━━━ Extracted information

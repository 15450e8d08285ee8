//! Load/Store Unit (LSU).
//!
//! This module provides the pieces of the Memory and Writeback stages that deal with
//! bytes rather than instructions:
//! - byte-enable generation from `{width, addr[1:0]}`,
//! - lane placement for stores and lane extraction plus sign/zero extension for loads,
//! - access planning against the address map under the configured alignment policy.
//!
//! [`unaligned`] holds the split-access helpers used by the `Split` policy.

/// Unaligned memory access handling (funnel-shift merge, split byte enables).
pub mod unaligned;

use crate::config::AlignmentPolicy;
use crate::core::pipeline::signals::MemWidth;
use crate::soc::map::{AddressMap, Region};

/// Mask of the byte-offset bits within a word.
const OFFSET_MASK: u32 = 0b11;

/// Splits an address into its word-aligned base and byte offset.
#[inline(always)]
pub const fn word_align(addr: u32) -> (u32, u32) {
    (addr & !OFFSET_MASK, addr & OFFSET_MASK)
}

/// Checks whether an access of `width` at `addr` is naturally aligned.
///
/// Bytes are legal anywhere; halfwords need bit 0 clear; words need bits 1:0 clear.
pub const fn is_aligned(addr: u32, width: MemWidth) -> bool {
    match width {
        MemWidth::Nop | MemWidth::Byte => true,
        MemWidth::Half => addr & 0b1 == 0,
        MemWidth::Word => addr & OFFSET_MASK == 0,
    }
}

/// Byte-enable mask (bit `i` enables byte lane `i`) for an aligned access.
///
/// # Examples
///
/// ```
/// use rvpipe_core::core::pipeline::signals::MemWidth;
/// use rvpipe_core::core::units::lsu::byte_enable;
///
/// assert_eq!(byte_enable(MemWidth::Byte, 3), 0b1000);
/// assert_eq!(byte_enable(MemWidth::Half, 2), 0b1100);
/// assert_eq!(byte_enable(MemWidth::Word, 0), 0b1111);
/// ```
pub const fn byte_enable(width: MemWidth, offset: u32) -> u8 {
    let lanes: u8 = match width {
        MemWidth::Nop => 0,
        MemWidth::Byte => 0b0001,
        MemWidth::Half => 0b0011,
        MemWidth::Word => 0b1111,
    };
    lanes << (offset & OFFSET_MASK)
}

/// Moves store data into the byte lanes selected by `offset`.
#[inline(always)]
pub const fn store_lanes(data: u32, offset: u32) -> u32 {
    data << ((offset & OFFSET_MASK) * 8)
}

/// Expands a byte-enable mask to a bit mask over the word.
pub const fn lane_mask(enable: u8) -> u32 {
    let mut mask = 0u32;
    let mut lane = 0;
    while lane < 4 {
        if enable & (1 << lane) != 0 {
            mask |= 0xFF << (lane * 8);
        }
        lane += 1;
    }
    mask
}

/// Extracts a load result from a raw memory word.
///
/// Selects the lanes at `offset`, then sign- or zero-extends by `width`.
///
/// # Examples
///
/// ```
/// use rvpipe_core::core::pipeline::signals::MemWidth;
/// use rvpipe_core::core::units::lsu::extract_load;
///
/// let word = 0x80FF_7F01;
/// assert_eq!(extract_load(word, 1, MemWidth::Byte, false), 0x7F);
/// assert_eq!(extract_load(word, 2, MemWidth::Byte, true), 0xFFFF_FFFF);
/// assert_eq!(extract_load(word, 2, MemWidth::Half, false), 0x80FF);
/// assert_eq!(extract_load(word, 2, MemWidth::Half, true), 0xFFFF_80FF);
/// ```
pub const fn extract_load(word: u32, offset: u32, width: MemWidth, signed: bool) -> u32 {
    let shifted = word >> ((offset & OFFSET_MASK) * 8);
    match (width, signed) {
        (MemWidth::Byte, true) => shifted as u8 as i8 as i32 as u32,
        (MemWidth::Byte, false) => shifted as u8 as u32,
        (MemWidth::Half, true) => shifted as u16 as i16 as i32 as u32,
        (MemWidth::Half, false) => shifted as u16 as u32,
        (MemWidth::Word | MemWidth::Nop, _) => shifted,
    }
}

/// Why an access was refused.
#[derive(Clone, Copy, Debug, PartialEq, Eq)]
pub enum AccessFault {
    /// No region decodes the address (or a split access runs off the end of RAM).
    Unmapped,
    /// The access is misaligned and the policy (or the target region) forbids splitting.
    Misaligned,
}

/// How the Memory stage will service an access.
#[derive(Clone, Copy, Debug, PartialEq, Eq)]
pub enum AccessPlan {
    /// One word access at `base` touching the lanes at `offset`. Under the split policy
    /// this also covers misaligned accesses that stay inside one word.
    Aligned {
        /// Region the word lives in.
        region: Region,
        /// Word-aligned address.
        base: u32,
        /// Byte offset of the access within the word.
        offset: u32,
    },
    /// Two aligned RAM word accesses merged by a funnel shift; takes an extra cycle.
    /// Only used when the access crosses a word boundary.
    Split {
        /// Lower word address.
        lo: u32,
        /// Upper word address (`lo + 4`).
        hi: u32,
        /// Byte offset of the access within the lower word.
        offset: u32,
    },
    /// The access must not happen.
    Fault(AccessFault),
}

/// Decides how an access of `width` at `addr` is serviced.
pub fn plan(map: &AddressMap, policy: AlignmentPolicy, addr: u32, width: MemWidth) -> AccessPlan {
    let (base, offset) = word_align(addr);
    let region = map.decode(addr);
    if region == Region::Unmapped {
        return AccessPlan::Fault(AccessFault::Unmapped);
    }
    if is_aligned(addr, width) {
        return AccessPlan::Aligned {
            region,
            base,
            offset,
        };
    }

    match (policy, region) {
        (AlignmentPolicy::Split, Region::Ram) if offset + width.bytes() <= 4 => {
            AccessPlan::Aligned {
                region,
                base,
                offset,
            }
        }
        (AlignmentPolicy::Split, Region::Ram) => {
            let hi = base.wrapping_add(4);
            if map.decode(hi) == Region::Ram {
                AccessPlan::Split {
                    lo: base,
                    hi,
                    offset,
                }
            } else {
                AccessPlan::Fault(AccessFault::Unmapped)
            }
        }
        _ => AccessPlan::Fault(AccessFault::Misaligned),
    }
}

━━━━━━
━━━ Extracted information

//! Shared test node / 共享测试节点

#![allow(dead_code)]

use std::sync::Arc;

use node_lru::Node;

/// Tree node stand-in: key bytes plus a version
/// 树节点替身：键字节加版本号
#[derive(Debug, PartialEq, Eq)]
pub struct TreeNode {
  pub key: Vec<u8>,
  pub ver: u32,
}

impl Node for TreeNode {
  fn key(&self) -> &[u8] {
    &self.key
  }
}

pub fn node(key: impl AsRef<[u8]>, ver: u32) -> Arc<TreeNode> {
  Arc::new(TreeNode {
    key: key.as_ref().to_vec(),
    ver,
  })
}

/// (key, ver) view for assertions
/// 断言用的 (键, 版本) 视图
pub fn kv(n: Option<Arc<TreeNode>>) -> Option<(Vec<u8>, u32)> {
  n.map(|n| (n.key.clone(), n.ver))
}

━━━━━━
━━━ Extracted information

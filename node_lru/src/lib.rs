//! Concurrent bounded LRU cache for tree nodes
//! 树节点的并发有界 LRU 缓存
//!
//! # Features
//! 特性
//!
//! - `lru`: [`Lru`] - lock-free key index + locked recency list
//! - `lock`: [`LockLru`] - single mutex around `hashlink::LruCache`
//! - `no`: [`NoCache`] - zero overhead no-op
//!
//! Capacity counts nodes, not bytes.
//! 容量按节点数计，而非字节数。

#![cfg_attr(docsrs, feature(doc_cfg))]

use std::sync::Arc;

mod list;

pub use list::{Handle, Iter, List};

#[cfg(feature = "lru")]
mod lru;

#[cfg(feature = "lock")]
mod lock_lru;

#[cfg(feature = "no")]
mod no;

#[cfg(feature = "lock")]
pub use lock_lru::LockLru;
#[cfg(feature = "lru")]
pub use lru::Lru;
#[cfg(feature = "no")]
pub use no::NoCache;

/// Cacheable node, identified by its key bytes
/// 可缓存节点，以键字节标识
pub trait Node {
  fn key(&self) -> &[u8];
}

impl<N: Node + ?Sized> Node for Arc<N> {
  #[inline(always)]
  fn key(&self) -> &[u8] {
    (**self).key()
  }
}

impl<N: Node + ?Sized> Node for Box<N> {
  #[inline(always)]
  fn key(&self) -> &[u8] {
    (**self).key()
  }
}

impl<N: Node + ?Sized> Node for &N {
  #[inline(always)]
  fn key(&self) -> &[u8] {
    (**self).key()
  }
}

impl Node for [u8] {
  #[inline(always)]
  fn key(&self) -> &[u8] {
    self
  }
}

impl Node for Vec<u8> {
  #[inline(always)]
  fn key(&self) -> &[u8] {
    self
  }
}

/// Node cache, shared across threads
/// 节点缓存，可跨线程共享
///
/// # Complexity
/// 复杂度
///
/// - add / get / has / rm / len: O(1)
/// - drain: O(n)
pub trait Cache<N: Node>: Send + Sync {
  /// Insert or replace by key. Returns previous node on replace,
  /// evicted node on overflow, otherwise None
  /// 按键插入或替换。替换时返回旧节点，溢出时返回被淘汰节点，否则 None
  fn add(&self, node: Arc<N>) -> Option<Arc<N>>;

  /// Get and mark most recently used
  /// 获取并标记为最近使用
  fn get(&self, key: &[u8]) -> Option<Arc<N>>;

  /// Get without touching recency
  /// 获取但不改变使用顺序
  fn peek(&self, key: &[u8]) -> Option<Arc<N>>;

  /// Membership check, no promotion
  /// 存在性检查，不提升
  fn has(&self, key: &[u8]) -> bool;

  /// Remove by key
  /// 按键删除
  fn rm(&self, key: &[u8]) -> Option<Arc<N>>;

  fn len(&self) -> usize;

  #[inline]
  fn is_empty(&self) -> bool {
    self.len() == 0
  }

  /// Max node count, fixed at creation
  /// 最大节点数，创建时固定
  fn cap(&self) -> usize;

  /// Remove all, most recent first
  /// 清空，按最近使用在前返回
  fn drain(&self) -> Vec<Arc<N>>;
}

━━━━━━

Directions
Above are some records; copy exactly the lines from the one with "impl Node for TreeNode" through the one with "view for assertions", both included, and no others.

Answer box
impl Node for TreeNode {
  fn key(&self) -> &[u8] {
    &self.key
  }
}

pub fn node(key: impl AsRef<[u8]>, ver: u32) -> Arc<TreeNode> {
  Arc::new(TreeNode {
    key: key.as_ref().to_vec(),
    ver,
  })
}

/// (key, ver) view for assertions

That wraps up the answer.